Task instructions | Please return all of the data exactly as written.
Start of Provided material
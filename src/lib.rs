//! Route bridge between an embedded micro-framework and a host HTTP dispatcher.

pub mod bridge;
pub mod config;
pub mod demo;
pub mod framework;
pub mod host;
pub mod lifecycle;
pub mod observability;
pub mod routing;

pub use bridge::{BridgeAdapter, DispatchEntryPoint, Lookup, RegistrationError, RouteSpec};
pub use config::BridgeConfig;
pub use framework::{EmbeddedFramework, MicroApp};
pub use host::{HostContext, HostServer};
pub use lifecycle::Shutdown;
pub use routing::{DeclaredMethod, RoutableMethod, RouteDeclaration, RouteTable};
//! Host dispatcher: HTTP server setup.
//!
//! # Responsibilities
//! - Create the Axum Router with the bridge fallback and admin endpoints
//! - Wire up middleware (tracing, timeout, request ID)
//! - Resolve every request through the bridge and invoke its entry point
//! - Answer unmatched lookups with the host's own 404

use std::net::SocketAddr;
use std::sync::Arc;
use std::time::Duration;

use axum::{
    body::Body,
    extract::{ConnectInfo, State},
    http::{Request, StatusCode},
    response::{IntoResponse, Response},
    Router,
};
use tokio::net::TcpListener;
use tokio::sync::broadcast;
use tower_http::{
    request_id::{MakeRequestUuid, PropagateRequestIdLayer, SetRequestIdLayer},
    timeout::TimeoutLayer,
    trace::TraceLayer,
};

use crate::bridge::BridgeAdapter;
use crate::config::BridgeConfig;
use crate::host::admin::setup_admin_router;
use crate::host::HostContext;

/// Application state injected into handlers.
#[derive(Clone)]
pub struct HostState {
    pub bridge: Arc<BridgeAdapter>,
}

/// HTTP server serving the embedded framework's routes through the bridge.
pub struct HostServer {
    router: Router,
}

impl HostServer {
    /// Create a new host server. Reads the advertised route table once.
    pub fn new(config: BridgeConfig, bridge: Arc<BridgeAdapter>) -> Self {
        let routes = bridge.get_routes();
        tracing::info!(count = routes.len(), "Route table advertised");
        for route in &routes {
            tracing::debug!(method = %route.method, path = %route.path, handler = ?route.handler, "Route");
        }

        let state = HostState { bridge };
        let router = Self::build_router(&config, state);
        Self { router }
    }

    /// Build the Axum router with all middleware layers.
    #[allow(deprecated)]
    fn build_router(config: &BridgeConfig, state: HostState) -> Router {
        let mut router: Router<HostState> = Router::new();
        if config.admin.enabled {
            router = router.merge(setup_admin_router(&config.admin.prefix));
        }

        router
            .fallback(host_handler)
            .with_state(state)
            .layer(TimeoutLayer::new(Duration::from_secs(config.timeouts.request_secs)))
            .layer(PropagateRequestIdLayer::x_request_id())
            .layer(TraceLayer::new_for_http())
            .layer(SetRequestIdLayer::x_request_id(MakeRequestUuid))
    }

    /// The fully layered router, for in-process serving.
    pub fn router(&self) -> Router {
        self.router.clone()
    }

    /// Run the server until `shutdown` fires.
    pub async fn run(
        self,
        listener: TcpListener,
        mut shutdown: broadcast::Receiver<()>,
    ) -> Result<(), std::io::Error> {
        let addr = listener.local_addr()?;
        tracing::info!(address = %addr, "Host server starting");

        let app = self.router.into_make_service_with_connect_info::<SocketAddr>();

        axum::serve(listener, app)
            .with_graceful_shutdown(async move {
                let _ = shutdown.recv().await;
                tracing::info!("Shutdown signal received");
            })
            .await?;

        tracing::info!("Host server stopped");
        Ok(())
    }
}

/// Resolve the request through the bridge and dispatch it.
async fn host_handler(State(state): State<HostState>, request: Request<Body>) -> Response {
    let path = request.uri().path().to_string();
    let lookup = state.bridge.lookup(&path, request.method());

    let request_id = request
        .headers()
        .get("x-request-id")
        .and_then(|v| v.to_str().ok())
        .map(str::to_string)
        .unwrap_or_else(|| uuid::Uuid::new_v4().to_string());

    if !lookup.matched {
        tracing::warn!(request_id = %request_id, method = %request.method(), path = %path, "No route matched");
        return (StatusCode::NOT_FOUND, "No matching route found").into_response();
    }

    tracing::debug!(
        request_id = %request_id,
        method = %lookup.method,
        path = %path,
        route = %lookup.path,
        "Dispatching request"
    );

    let remote_addr = request
        .extensions()
        .get::<ConnectInfo<SocketAddr>>()
        .map(|ConnectInfo(addr)| *addr);

    let ctx = HostContext {
        remote_addr,
        matched: lookup.matched,
        ..HostContext::new(request_id, lookup.method.clone(), lookup.path.clone())
    };

    lookup.entry.call(ctx, request).await
}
End of Provided material
Answer box |
filename src/lib.rs
//! Route bridge between an embedded micro-framework and a host HTTP dispatcher.

pub mod bridge;
pub mod config;
pub mod demo;
pub mod framework;
pub mod host;
pub mod lifecycle;
pub mod observability;
pub mod routing;

pub use bridge::{BridgeAdapter, DispatchEntryPoint, Lookup, RegistrationError, RouteSpec};
pub use config::BridgeConfig;
pub use framework::{EmbeddedFramework, MicroApp};
pub use host::{HostContext, HostServer};
pub use lifecycle::Shutdown;
pub use routing::{DeclaredMethod, RoutableMethod, RouteDeclaration, RouteTable};
//! Host dispatcher: HTTP server setup.
//!
//! # Responsibilities
//! - Create the Axum Router with the bridge fallback and admin endpoints
//! - Wire up middleware (tracing, timeout, request ID)
//! - Resolve every request through the bridge and invoke its entry point
//! - Answer unmatched lookups with the host's own 404

use std::net::SocketAddr;
use std::sync::Arc;
use std::time::Duration;

use axum::{
    body::Body,
    extract::{ConnectInfo, State},
    http::{Request, StatusCode},
    response::{IntoResponse, Response},
    Router,
};
use tokio::net::TcpListener;
use tokio::sync::broadcast;
use tower_http::{
    request_id::{MakeRequestUuid, PropagateRequestIdLayer, SetRequestIdLayer},
    timeout::TimeoutLayer,
    trace::TraceLayer,
};

use crate::bridge::BridgeAdapter;
use crate::config::BridgeConfig;
use crate::host::admin::setup_admin_router;
use crate::host::HostContext;

/// Application state injected into handlers.
#[derive(Clone)]
pub struct HostState {
    pub bridge: Arc<BridgeAdapter>,
}

/// HTTP server serving the embedded framework's routes through the bridge.
pub struct HostServer {
    router: Router,
}

impl HostServer {
    /// Create a new host server. Reads the advertised route table once.
    pub fn new(config: BridgeConfig, bridge: Arc<BridgeAdapter>) -> Self {
        let routes = bridge.get_routes();
        tracing::info!(count = routes.len(), "Route table advertised");
        for route in &routes {
            tracing::debug!(method = %route.method, path = %route.path, handler = ?route.handler, "Route");
        }

        let state = HostState { bridge };
        let router = Self::build_router(&config, state);
        Self { router }
    }

    /// Build the Axum router with all middleware layers.
    #[allow(deprecated)]
    fn build_router(config: &BridgeConfig, state: HostState) -> Router {
        let mut router: Router<HostState> = Router::new();
        if config.admin.enabled {
            router = router.merge(setup_admin_router(&config.admin.prefix));
        }

        router
            .fallback(host_handler)
            .with_state(state)
            .layer(TimeoutLayer::new(Duration::from_secs(config.timeouts.request_secs)))
            .layer(PropagateRequestIdLayer::x_request_id())
            .layer(TraceLayer::new_for_http())
            .layer(SetRequestIdLayer::x_request_id(MakeRequestUuid))
    }

    /// The fully layered router, for in-process serving.
    pub fn router(&self) -> Router {
        self.router.clone()
    }

    /// Run the server until `shutdown` fires.
    pub async fn run(
        self,
        listener: TcpListener,
        mut shutdown: broadcast::Receiver<()>,
    ) -> Result<(), std::io::Error> {
        let addr = listener.local_addr()?;
        tracing::info!(address = %addr, "Host server starting");

        let app = self.router.into_make_service_with_connect_info::<SocketAddr>();

        axum::serve(listener, app)
            .with_graceful_shutdown(async move {
                let _ = shutdown.recv().await;
                tracing::info!("Shutdown signal received");
            })
            .await?;

        tracing::info!("Host server stopped");
        Ok(())
    }
}

/// Resolve the request through the bridge and dispatch it.
async fn host_handler(State(state): State<HostState>, request: Request<Body>) -> Response {
    let path = request.uri().path().to_string();
    let lookup = state.bridge.lookup(&path, request.method());

    let request_id = request
        .headers()
        .get("x-request-id")
        .and_then(|v| v.to_str().ok())
        .map(str::to_string)
        .unwrap_or_else(|| uuid::Uuid::new_v4().to_string());

    if !lookup.matched {
        tracing::warn!(request_id = %request_id, method = %request.method(), path = %path, "No route matched");
        return (StatusCode::NOT_FOUND, "No matching route found").into_response();
    }

    tracing::debug!(
        request_id = %request_id,
        method = %lookup.method,
        path = %path,
        route = %lookup.path,
        "Dispatching request"
    );

    let remote_addr = request
        .extensions()
        .get::<ConnectInfo<SocketAddr>>()
        .map(|ConnectInfo(addr)| *addr);

    let ctx = HostContext {
        remote_addr,
        matched: lookup.matched,
        ..HostContext::new(request_id, lookup.method.clone(), lookup.path.clone())
    };

    lookup.entry.call(ctx, request).await
}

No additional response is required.